### HOW TO COMPLETE THIS TASK
Without leaving anything out, print every line of the data.

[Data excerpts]
● ● ● ● ● ● ●

//! Per-path entries and participant ends
//!
//! This module defines the state stored in the registry for each path and
//! the handles through which the pipe engine talks to both sides of a
//! rendezvous.

use bytes::Bytes;
use http::HeaderMap;
use http::Response;
use tokio::sync::{mpsc, oneshot};
use tokio_util::sync::CancellationToken;

use crate::pipe::{ByteStream, RelayBody};

use super::path::RelayPath;

/// Write half of the sender's open status response
///
/// Lines pushed here are streamed to the sender as response body text.
/// Sends to a disconnected sender are silently dropped.
#[derive(Debug, Clone)]
pub struct NoticeChannel {
    tx: mpsc::UnboundedSender<Bytes>,
}

impl NoticeChannel {
    /// Create a channel; the receiving half backs the sender's response body
    pub fn new() -> (Self, mpsc::UnboundedReceiver<Bytes>) {
        let (tx, rx) = mpsc::unbounded_channel();
        (Self { tx }, rx)
    }

    /// Push one newline-terminated line to the sender
    pub fn send_line(&self, line: impl Into<Bytes>) -> bool {
        self.tx.send(line.into()).is_ok()
    }

    /// Resolves once the sender's connection has gone away
    pub async fn closed(&self) {
        self.tx.closed().await;
    }
}

/// Sender side of a rendezvous
///
/// Holds the request headers (for source selection and header propagation),
/// the request body, and the status channel opened at registration time.
pub struct SenderEnd {
    /// Participant id assigned at registration
    pub id: u64,
    /// Headers of the sender's request
    pub headers: HeaderMap,
    /// The sender's request body
    pub body: ByteStream,
    /// Status channel to the sender's open response
    pub notices: NoticeChannel,
}

/// Receiver side of a rendezvous
///
/// The receiver's HTTP response is deferred until establishment; `reply`
/// resolves it. Dropping `reply` unanswered tells the waiting handler the
/// transfer collapsed before headers could be determined.
pub struct ReceiverEnd {
    /// Participant id assigned at registration
    pub id: u64,
    /// Resolves the receiver's pending HTTP response
    pub reply: oneshot::Sender<Response<RelayBody>>,
}

/// A waiting sender plus its armed abort watcher
pub(super) struct PendingSender {
    pub end: SenderEnd,
    pub abort: CancellationToken,
}

/// A rendezvous that has not reached its declared receiver count yet
pub(super) struct PendingPipe {
    /// Declared target count, fixed by the first arrival
    pub n_receivers: u32,
    /// At most one sender
    pub sender: Option<PendingSender>,
    /// Receivers in arrival order, never more than `n_receivers`
    pub receivers: Vec<ReceiverEnd>,
}

impl PendingPipe {
    pub fn is_complete(&self) -> bool {
        self.sender.is_some() && self.receivers.len() as u32 == self.n_receivers
    }

    pub fn is_empty(&self) -> bool {
        self.sender.is_none() && self.receivers.is_empty()
    }
}

/// Registry entry for a single path
pub(super) enum PathEntry {
    /// Accepting registrations and withdrawals
    Pending(PendingPipe),
    /// Transfer in progress; all registrations are rejected
    Established,
}

/// A promoted rendezvous, handed to the pipe engine
///
/// Receiver order matches arrival order and is preserved during fan-out.
pub struct EstablishedPipe {
    pub path: RelayPath,
    pub sender: SenderEnd,
    pub receivers: Vec<ReceiverEnd>,
}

● ● ● ● ● ● ●

### SOLVED EXERCISE
//! Per-path entries and participant ends
//!
//! This module defines the state stored in the registry for each path and
//! the handles through which the pipe engine talks to both sides of a
//! rendezvous.

use bytes::Bytes;
use http::HeaderMap;
use http::Response;
use tokio::sync::{mpsc, oneshot};
use tokio_util::sync::CancellationToken;

use crate::pipe::{ByteStream, RelayBody};

use super::path::RelayPath;

/// Write half of the sender's open status response
///
/// Lines pushed here are streamed to the sender as response body text.
/// Sends to a disconnected sender are silently dropped.
#[derive(Debug, Clone)]
pub struct NoticeChannel {
    tx: mpsc::UnboundedSender<Bytes>,
}

impl NoticeChannel {
    /// Create a channel; the receiving half backs the sender's response body
    pub fn new() -> (Self, mpsc::UnboundedReceiver<Bytes>) {
        let (tx, rx) = mpsc::unbounded_channel();
        (Self { tx }, rx)
    }

    /// Push one newline-terminated line to the sender
    pub fn send_line(&self, line: impl Into<Bytes>) -> bool {
        self.tx.send(line.into()).is_ok()
    }

    /// Resolves once the sender's connection has gone away
    pub async fn closed(&self) {
        self.tx.closed().await;
    }
}

/// Sender side of a rendezvous
///
/// Holds the request headers (for source selection and header propagation),
/// the request body, and the status channel opened at registration time.
pub struct SenderEnd {
    /// Participant id assigned at registration
    pub id: u64,
    /// Headers of the sender's request
    pub headers: HeaderMap,
    /// The sender's request body
    pub body: ByteStream,
    /// Status channel to the sender's open response
    pub notices: NoticeChannel,
}

/// Receiver side of a rendezvous
///
/// The receiver's HTTP response is deferred until establishment; `reply`
/// resolves it. Dropping `reply` unanswered tells the waiting handler the
/// transfer collapsed before headers could be determined.
pub struct ReceiverEnd {
    /// Participant id assigned at registration
    pub id: u64,
    /// Resolves the receiver's pending HTTP response
    pub reply: oneshot::Sender<Response<RelayBody>>,
}

/// A waiting sender plus its armed abort watcher
pub(super) struct PendingSender {
    pub end: SenderEnd,
    pub abort: CancellationToken,
}

/// A rendezvous that has not reached its declared receiver count yet
pub(super) struct PendingPipe {
    /// Declared target count, fixed by the first arrival
    pub n_receivers: u32,
    /// At most one sender
    pub sender: Option<PendingSender>,
    /// Receivers in arrival order, never more than `n_receivers`
    pub receivers: Vec<ReceiverEnd>,
}

impl PendingPipe {
    pub fn is_complete(&self) -> bool {
        self.sender.is_some() && self.receivers.len() as u32 == self.n_receivers
    }

    pub fn is_empty(&self) -> bool {
        self.sender.is_none() && self.receivers.is_empty()
    }
}

/// Registry entry for a single path
pub(super) enum PathEntry {
    /// Accepting registrations and withdrawals
    Pending(PendingPipe),
    /// Transfer in progress; all registrations are rejected
    Established,
}

/// A promoted rendezvous, handed to the pipe engine
///
/// Receiver order matches arrival order and is preserved during fan-out.
pub struct EstablishedPipe {
    pub path: RelayPath,
    pub sender: SenderEnd,
    pub receivers: Vec<ReceiverEnd>,
}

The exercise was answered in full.